AIA wants Congress to lift “trade barriers on international sourcing where domestic supply is unavailable [in order] to reduce costs on U.S. manufacturers, suppliers and customers.”
“For example, pass [S. 4015] the Securing America’s Titanium Manufacturing Act of 2024, which enhances the competitiveness of America’s titanium industry by temporarily removing the 15 percent tariff on titanium sponge imports until such time as domestic titanium sponge production can be re-established,” the association said.
In March, Sen. Catherine Cortez Masto (D-Nev.) introduced S. 415, co-sponsored by Sens.
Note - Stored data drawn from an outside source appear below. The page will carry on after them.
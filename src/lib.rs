#![doc(html_logo_url = "https://www.rust-lang.org/logos/rust-logo-128x128.png")]
#![doc(html_favicon_url = "https://www.rust-lang.org/favicon.ico")]
//! # Versioned API
//!
//! > **Declare an API once per version, resolve requests against it.**
//!
//! This crate is the engine behind a versioned REST API. You declare, per
//! SemVer-numbered version, which resources exist, which actions each one
//! responds to, and how those actions behave. Each version inherits
//! everything from the one before it and then adds, extends, or removes.
//! At request time, a [`Resolver`](request::Resolver) picks the version from
//! a header, walks the resource path, runs the guards, and produces a
//! response.
//!
//! ## 🏗️ Design Philosophy
//!
//! ### Build, then serve
//! A [`VersionRegistry`](version::VersionRegistry) is mutable only while it
//! is being defined. Serving borrows it immutably, so the borrow checker
//! keeps definitions and requests apart: no locks, no globals.
//!
//! ### Inheritance by copy
//! A new version starts as a structural clone of its ancestor's graph.
//! Changing the new version never touches the old one.
//!
//! ### Fail at definition time
//! Every action is validated against its resource as soon as the resource's
//! block has run: missing strong params, missing associations, and custom
//! actions without an HTTP method are [`DefinitionError`](error::DefinitionError)s,
//! and a failed block installs nothing.
//!
//! ## 🗺️ Module Tour
//!
//! ### 1. The Graph ([`version`], [`resource`], [`action`])
//! - **Role**: What the API looks like, per version.
//! - **Key items**: [`VersionRegistry`](version::VersionRegistry),
//!   [`Resource`](resource::Resource), [`Action`](action::Action), and the
//!   DSL traits [`ActionDsl`](resource::ActionDsl) and
//!   [`ResourceDsl`](resource::ResourceDsl).
//!
//! ### 2. The Resolver ([`request`])
//! - **Role**: Turns an [`ApiRequest`](request::ApiRequest) into an
//!   [`Outcome`](request::Outcome): a rendered response, or an override handed
//!   back to the transport.
//! - **Key items**: [`Resolver`](request::Resolver),
//!   [`ActionContext`](request::ActionContext).
//!
//! ### 3. The Persistence Seam ([`model`], [`store`])
//! - **Role**: The engine talks to models through the [`Model`](model::Model)
//!   trait. [`store`] provides an actor-backed in-memory implementation.
//!
//! ### 4. Supporting pieces
//! [`auth`] (API tokens), [`config`], [`query`] (record filters), [`debug`]
//! (listings and route tables), [`lifecycle`] (tracing setup), and
//! [`collection`].
//!
//! ## 🚀 Quick Start
//!
//! ```rust,ignore
//! let models = Arc::new(MemoryModels::builder().model("Product").build());
//! let mut registry = VersionRegistry::new(models);
//! registry.version(1, |v| {
//!     v.resources("products", ["index", "show"])?;
//!     Ok(())
//! })?;
//!
//! let request = ApiRequest::new("index").version("1.0.0").path("products");
//! let response = Resolver::new(&registry).resolve(request).await.into_response().await;
//! ```
//!
//! ### Running the Demo
//!
//! ```bash
//! RUST_LOG=info cargo run
//! ```

pub mod action;
pub mod auth;
pub mod collection;
pub mod config;
pub mod debug;
pub mod error;
pub mod lifecycle;
pub mod model;
pub mod query;
pub mod request;
pub mod resource;
pub mod store;
pub mod version;

pub use error::{DefinitionError, RequestError};
pub use request::{ApiRequest, Outcome, Resolver, Response, Status};
pub use version::{Version, VersionRegistry};
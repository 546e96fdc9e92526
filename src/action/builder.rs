use super::behavior::{AccessFilter, Behavior, StrongParams};
use crate::model::Record;
use crate::request::params::{ParameterMissing, Params};
use std::collections::BTreeSet;

/// Configuration surface handed to an action's configuration block.
///
/// ```ignore
/// resource.action_with("index", |a| {
///     a.allows(&["paging"]);
///     a.access_filter(|| true);
/// })?;
/// ```
#[derive(Debug, Default)]
pub struct ActionBuilder {
    pub(super) access_filter: Option<AccessFilter>,
    pub(super) allowed: BTreeSet<String>,
    pub(super) strong_params: Option<StrongParams>,
    pub(super) action_body: Option<Behavior>,
    pub(super) override_body: Option<Behavior>,
}

impl ActionBuilder {
    /// Requests are rejected as unauthorized while `filter` returns false.
    pub fn access_filter(&mut self, filter: impl Fn() -> bool + Send + Sync + 'static) -> &mut Self {
        self.access_filter = Some(AccessFilter::new(filter));
        self
    }

    /// Enables sub-features such as [`PAGING`](super::PAGING).
    pub fn allows(&mut self, features: &[&str]) -> &mut Self {
        self.allowed
            .extend(features.iter().map(|feature| feature.to_string()));
        self
    }

    /// Strong params for this action only.
    pub fn attributes(
        &mut self,
        f: impl Fn(&Params) -> Result<Record, ParameterMissing> + Send + Sync + 'static,
    ) -> &mut Self {
        self.strong_params = Some(StrongParams::new(f));
        self
    }

    /// Swaps the default behavior out while keeping guards in place.
    pub fn replace(&mut self, body: Behavior) -> &mut Self {
        self.action_body = Some(body);
        self
    }

    /// Hands the whole request to `body`, to be run by the transport.
    pub fn override_with(&mut self, body: Behavior) -> &mut Self {
        self.override_body = Some(body);
        self
    }
}
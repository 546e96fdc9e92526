//! # Versions
//!
//! A [`Version`] is one SemVer-numbered release of the API: a set of
//! resources plus top-level custom actions. Each new version starts as a deep
//! copy of the version registered before it and then applies its own block,
//! so it can add, extend or remove things without touching its ancestor.

pub mod number;
pub mod registry;

pub use number::{VersionInput, VersionNumber};
pub use registry::{ApiBuilder, VersionRegistry};

use crate::action::Action;
use crate::collection::{Named, ObjectCollection};
use crate::error::DefinitionError;
use crate::model::ModelResolver;
use crate::resource::{ActionDsl, Resource, ResourceDsl};

#[derive(Debug, Clone)]
pub struct Version {
    version: VersionNumber,
    ancestor: Option<VersionNumber>,
    resources: ObjectCollection<Resource>,
    actions: ObjectCollection<Action>,
}

impl Version {
    /// An empty version, or a copy of `ancestor`'s graph.
    pub(crate) fn new(version: VersionNumber, ancestor: Option<&Version>) -> Self {
        match ancestor {
            Some(ancestor) => Self {
                version,
                ancestor: Some(ancestor.version.clone()),
                resources: ancestor.resources.clone(),
                actions: ancestor.actions.clone(),
            },
            None => Self {
                version,
                ancestor: None,
                resources: ObjectCollection::new(),
                actions: ObjectCollection::new(),
            },
        }
    }

    pub fn number(&self) -> &VersionNumber {
        &self.version
    }

    /// The version this one was copied from.
    pub fn ancestor(&self) -> Option<&VersionNumber> {
        self.ancestor.as_ref()
    }

    pub fn resources(&self) -> &ObjectCollection<Resource> {
        &self.resources
    }

    /// Top-level actions, not attached to any resource.
    pub fn actions(&self) -> &ObjectCollection<Action> {
        &self.actions
    }

    pub fn resource(&self, name: &str) -> Option<&Resource> {
        self.resources.find(name)
    }

    pub fn has_resource(&self, name: &str) -> bool {
        self.resources.contains(name)
    }

    /// Whether `resource` is defined here and responds to `action`.
    pub fn has_action(&self, resource: &str, action: &str) -> bool {
        self.resource(resource)
            .is_some_and(|r| r.actions().contains(action))
    }

    pub fn default_actions(&self) -> Vec<&Action> {
        self.actions.iter().filter(|a| a.is_default()).collect()
    }

    pub fn custom_actions(&self) -> Vec<&Action> {
        self.actions.iter().filter(|a| !a.is_default()).collect()
    }

    /// Version named in "on ancestor version" errors.
    fn ancestor_label(&self) -> String {
        self.ancestor.as_ref().unwrap_or(&self.version).to_string()
    }
}

impl Named for Version {
    fn name(&self) -> &str {
        self.version.as_str()
    }
}

/// The scope a version block runs in.
///
/// Besides the resource and action DSL, a version block can remove whatever
/// it inherited that it no longer wants.
pub struct VersionBuilder<'a> {
    version: &'a mut Version,
    models: &'a dyn ModelResolver,
}

impl<'a> VersionBuilder<'a> {
    pub(crate) fn new(version: &'a mut Version, models: &'a dyn ModelResolver) -> Self {
        Self { version, models }
    }

    pub fn number(&self) -> &VersionNumber {
        &self.version.version
    }

    /// Drops inherited top-level actions.
    pub fn remove_action(&mut self, names: &[&str]) -> Result<&mut Self, DefinitionError> {
        for name in names {
            if self.version.actions.delete(name).is_none() {
                return Err(DefinitionError::UnknownAncestorAction {
                    action: name.to_string(),
                    version: self.version.ancestor_label(),
                });
            }
        }
        Ok(self)
    }

    /// Drops inherited actions from one resource.
    pub fn remove_action_from(
        &mut self,
        names: &[&str],
        resource: &str,
    ) -> Result<&mut Self, DefinitionError> {
        let label = self.version.ancestor_label();
        let target = self.version.resources.find_mut(resource).ok_or_else(|| {
            DefinitionError::UnknownAncestorResource {
                resource: resource.to_string(),
                version: label,
            }
        })?;

        for name in names {
            if target.actions.delete(name).is_none() {
                return Err(DefinitionError::UnknownAction {
                    action: name.to_string(),
                    resource: resource.to_string(),
                });
            }
        }
        Ok(self)
    }
}

impl ActionDsl for VersionBuilder<'_> {
    fn actions_mut(&mut self) -> &mut ObjectCollection<Action> {
        &mut self.version.actions
    }
}

impl ResourceDsl for VersionBuilder<'_> {
    fn models(&self) -> &dyn ModelResolver {
        self.models
    }

    fn parent_resource(&self) -> Option<&Resource> {
        None
    }

    fn resources_mut(&mut self) -> &mut ObjectCollection<Resource> {
        &mut self.version.resources
    }
}
//! # Request Parameters
//!
//! Parsed request input plus the strong-params helpers used by `attributes`
//! blocks: [`Params::require`] demands a nested object and
//! [`Params::permit`] keeps only whitelisted keys.

use crate::model::{Record, RecordId};
use serde_json::{Map, Value};

/// Raised when a required top-level key is absent or empty.
#[derive(Debug, Clone, thiserror::Error, PartialEq, Eq)]
#[error("param is missing or the value is empty: {0}")]
pub struct ParameterMissing(pub String);

/// Request parameters as a JSON object.
#[derive(Debug, Clone, Default, PartialEq)]
pub struct Params(Map<String, Value>);

impl Params {
    pub fn new() -> Self {
        Self::default()
    }

    pub fn get(&self, key: &str) -> Option<&Value> {
        self.0.get(key)
    }

    pub fn contains(&self, key: &str) -> bool {
        self.0.contains_key(key)
    }

    pub fn insert(&mut self, key: impl Into<String>, value: impl Into<Value>) -> &mut Self {
        self.0.insert(key.into(), value.into());
        self
    }

    /// Builder-style [`insert`](Self::insert).
    pub fn with(mut self, key: impl Into<String>, value: impl Into<Value>) -> Self {
        self.insert(key, value);
        self
    }

    /// Reads an id-like param (`id`, `product_id`, ...).
    pub fn id(&self, key: &str) -> Result<RecordId, ParameterMissing> {
        self.get(key)
            .and_then(RecordId::from_value)
            .ok_or_else(|| ParameterMissing(key.to_string()))
    }

    /// Reads a non-negative integer param. `Ok(None)` when absent, `Err` with
    /// the key when present but not a number.
    pub fn integer(&self, key: &str) -> Result<Option<u64>, String> {
        match self.get(key) {
            None | Some(Value::Null) => Ok(None),
            Some(Value::Number(n)) => n.as_u64().map(Some).ok_or_else(|| key.to_string()),
            Some(Value::String(s)) => s.trim().parse().map(Some).map_err(|_| key.to_string()),
            Some(_) => Err(key.to_string()),
        }
    }

    /// The nested object under `key`.
    ///
    /// Fails when the key is missing, null, an empty string or an empty
    /// object; a present non-object value is also treated as missing.
    pub fn require(&self, key: &str) -> Result<Params, ParameterMissing> {
        match self.0.get(key) {
            Some(Value::Object(inner)) if !inner.is_empty() => Ok(Params(inner.clone())),
            _ => Err(ParameterMissing(key.to_string())),
        }
    }

    /// Only the listed keys, as a record ready to persist.
    pub fn permit(&self, keys: &[&str]) -> Record {
        self.0
            .iter()
            .filter(|(k, _)| keys.contains(&k.as_str()))
            .map(|(k, v)| (k.clone(), v.clone()))
            .collect()
    }

    pub fn as_map(&self) -> &Map<String, Value> {
        &self.0
    }

    pub fn into_record(self) -> Record {
        self.0
    }
}

impl From<Map<String, Value>> for Params {
    fn from(map: Map<String, Value>) -> Self {
        Self(map)
    }
}

impl From<Value> for Params {
    /// Non-object values become empty params.
    fn from(value: Value) -> Self {
        match value {
            Value::Object(map) => Self(map),
            _ => Self::default(),
        }
    }
}
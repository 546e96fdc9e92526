//! # Store Errors
//!
//! Failures of the in-memory record store. These stay inside the store module;
//! [`MemoryModel`](crate::store::MemoryModel) converts them into
//! [`ModelError`] at the model boundary.

use crate::model::ModelError;

#[derive(Debug, Clone, thiserror::Error, PartialEq)]
pub enum StoreError {
    #[error("Store actor closed")]
    ActorClosed,
    #[error("Store actor dropped response channel")]
    ActorDropped,
    #[error("Record not found: {0}")]
    NotFound(String),
    #[error("Invalid record: {0}")]
    Invalid(String),
    #[error("Store task failed: {0}")]
    TaskFailed(String),
}

impl StoreError {
    pub(crate) fn into_model_error(self, model: &str) -> ModelError {
        match self {
            StoreError::NotFound(id) => ModelError::NotFound {
                model: model.to_string(),
                id,
            },
            StoreError::Invalid(reason) => ModelError::Invalid(reason),
            StoreError::ActorClosed | StoreError::ActorDropped | StoreError::TaskFailed(_) => {
                ModelError::Unavailable(model.to_string())
            }
        }
    }
}
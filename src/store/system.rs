use super::actor::StoreActor;
use super::client::StoreClient;
use super::error::StoreError;
use super::model::{Association, MemoryModel};
use crate::model::inflect::singularize;
use crate::model::{Cardinality, Model, ModelResolver};
use heck::ToSnakeCase;
use std::collections::HashMap;
use std::sync::Arc;
use tracing::{error, info};

/// Declares the models and associations of an in-memory backend.
///
/// # Example
///
/// ```ignore
/// let models = MemoryModels::builder()
///     .model("Product")
///     .model("Sale")
///     .model("Payment")
///     .has_many("Product", "sales", "Sale")
///     .has_one("Sale", "payment", "Payment")
///     .build();
/// ```
#[derive(Debug, Default)]
pub struct MemoryModelsBuilder {
    buffer_size: usize,
    models: Vec<String>,
    associations: Vec<AssociationSpec>,
}

#[derive(Debug)]
struct AssociationSpec {
    owner: String,
    name: String,
    target: String,
    cardinality: Cardinality,
    foreign_key: String,
}

impl MemoryModelsBuilder {
    /// Channel capacity of every store actor.
    pub fn buffer_size(mut self, buffer_size: usize) -> Self {
        self.buffer_size = buffer_size;
        self
    }

    pub fn model(mut self, name: impl Into<String>) -> Self {
        self.models.push(name.into());
        self
    }

    /// `owner has_many name`, keyed by `<owner>_id` on the target.
    pub fn has_many(self, owner: &str, name: &str, target: &str) -> Self {
        let foreign_key = default_foreign_key(owner);
        self.association(owner, name, target, Cardinality::Many, foreign_key)
    }

    /// `owner has_one name`, keyed by `<owner>_id` on the target.
    pub fn has_one(self, owner: &str, name: &str, target: &str) -> Self {
        let foreign_key = default_foreign_key(owner);
        self.association(owner, name, target, Cardinality::One, foreign_key)
    }

    pub fn association(
        mut self,
        owner: &str,
        name: &str,
        target: &str,
        cardinality: Cardinality,
        foreign_key: impl Into<String>,
    ) -> Self {
        self.associations.push(AssociationSpec {
            owner: owner.to_string(),
            name: name.to_string(),
            target: target.to_string(),
            cardinality,
            foreign_key: foreign_key.into(),
        });
        self
    }

    /// Spawns one store actor per model and wires the associations.
    ///
    /// Must be called from within a Tokio runtime. Associations that point at
    /// undeclared models are dropped with an error log.
    pub fn build(self) -> MemoryModels {
        let buffer_size = if self.buffer_size == 0 { 32 } else { self.buffer_size };

        // 1. Create and start one actor per model
        let mut clients: HashMap<String, StoreClient> = HashMap::new();
        let mut handles = Vec::new();
        for name in &self.models {
            let (actor, client) = StoreActor::new(name.clone(), buffer_size);
            handles.push(tokio::spawn(actor.run()));
            clients.insert(name.clone(), client);
        }

        // 2. Wire associations to the target stores
        let mut associations: HashMap<String, Vec<Association>> = HashMap::new();
        for spec in self.associations {
            let Some(target) = clients.get(&spec.target) else {
                error!(owner = %spec.owner, target = %spec.target, "Association target is not a declared model");
                continue;
            };
            associations
                .entry(spec.owner)
                .or_default()
                .push(Association {
                    name: spec.name,
                    cardinality: spec.cardinality,
                    foreign_key: spec.foreign_key,
                    target: target.clone(),
                });
        }

        let models = clients
            .into_iter()
            .map(|(name, client)| {
                let assocs = associations.remove(&name).unwrap_or_default();
                let model = Arc::new(MemoryModel::new(name.clone(), client, assocs));
                (name, model)
            })
            .collect();

        info!(count = handles.len(), "In-memory models started");
        MemoryModels { models, handles }
    }
}

fn default_foreign_key(owner: &str) -> String {
    format!("{}_id", singularize(&owner.to_snake_case()))
}

/// The running in-memory backend: a [`ModelResolver`] over actor-backed models.
///
/// Every model's actor runs in its own task. Dropping every handle to a model
/// (including the ones held by a version registry) closes its channel and lets
/// the actor exit; [`shutdown`](Self::shutdown) waits for that to happen.
pub struct MemoryModels {
    models: HashMap<String, Arc<MemoryModel>>,
    handles: Vec<tokio::task::JoinHandle<()>>,
}

impl MemoryModels {
    pub fn builder() -> MemoryModelsBuilder {
        MemoryModelsBuilder::default()
    }

    pub fn model(&self, name: &str) -> Option<Arc<MemoryModel>> {
        self.models.get(name).cloned()
    }

    pub fn names(&self) -> Vec<&str> {
        let mut names: Vec<&str> = self.models.keys().map(String::as_str).collect();
        names.sort_unstable();
        names
    }

    /// Gracefully stops every store actor.
    ///
    /// Drops the models held here, then waits for each actor task to finish.
    /// Anything else still holding a model (a registry, a resolver) must be
    /// dropped first or this waits for it.
    pub async fn shutdown(self) -> Result<(), StoreError> {
        info!("Shutting down in-memory models...");
        drop(self.models);

        for handle in self.handles {
            if let Err(e) = handle.await {
                error!("Store task failed: {:?}", e);
                return Err(StoreError::TaskFailed(e.to_string()));
            }
        }

        info!("In-memory models shut down.");
        Ok(())
    }
}

impl ModelResolver for MemoryModels {
    fn resolve(&self, name: &str) -> Option<Arc<dyn Model>> {
        self.models
            .get(name)
            .map(|model| Arc::clone(model) as Arc<dyn Model>)
    }
}

#[cfg(test)]
mod tests {
    use super::*;
    use crate::model::{ModelError, Record, RecordId};
    use serde_json::json;

    fn record(value: serde_json::Value) -> Record {
        value.as_object().cloned().unwrap_or_default()
    }

    #[tokio::test]
    async fn test_associations_follow_foreign_keys() {
        let models = MemoryModels::builder()
            .model("Sale")
            .model("Payment")
            .model("Product")
            .has_many("Product", "sales", "Sale")
            .has_one("Sale", "payment", "Payment")
            .build();

        let product = models.resolve("Product").unwrap();
        let sale = models.resolve("Sale").unwrap();
        let payment = models.resolve("Payment").unwrap();

        assert!(product.has_association("sales", Cardinality::Many));
        assert!(!product.has_association("sales", Cardinality::One));
        assert!(sale.has_association("payment", Cardinality::One));

        let p = product.create(record(json!({ "title": "lamp" }))).await.unwrap();
        let p_id = RecordId::of(&p).unwrap();
        let s1 = sale.create(record(json!({ "product_id": p_id.0 }))).await.unwrap();
        sale.create(record(json!({ "product_id": p_id.0 }))).await.unwrap();
        sale.create(record(json!({ "product_id": 42 }))).await.unwrap();

        let s1_id = RecordId::of(&s1).unwrap();
        payment.create(record(json!({ "sale_id": s1_id.0, "amount": 5 }))).await.unwrap();

        assert_eq!(product.related(p_id, "sales").await.unwrap().len(), 2);
        let paid = sale.related(s1_id, "payment").await.unwrap();
        assert_eq!(paid.len(), 1);
        assert_eq!(paid[0]["amount"], json!(5));

        let err = sale.related(s1_id, "refunds").await.unwrap_err();
        assert!(matches!(err, ModelError::UnknownAssociation { .. }));
    }

    #[tokio::test]
    async fn test_shutdown_waits_for_actors() {
        let models = MemoryModels::builder().model("Product").build();
        assert_eq!(models.names(), vec!["Product"]);
        assert!(models.resolve("Sale").is_none());
        models.shutdown().await.unwrap();
    }
}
Marsha Blackburn (R-Tenn.), Joe Manchin (D-W.V.), Shelley Moore Capito (R-W.V.), Thom Tillis (R-N.C.), and John Cornyn (R-Texas).
Given “the significant uptick in demand for U.S. defense goods and services” through the Foreign Military Sales system, AIA said that it wants the fiscal 2025 defense authorization bill to require the Pentagon to keep tabs on the ability of contracting commands “to keep pace with current and projected security cooperation needs, and, if not, to provide a report on security cooperation workforce requirements needed to meet current and anticipated demand.”
AIA said that the security cooperation “licensing and contracting community is understaffed and under-resourced,” and the association wants Congress to fund more licensing and contracting officers–added personnel who would allow “surge in periods of conflicts.”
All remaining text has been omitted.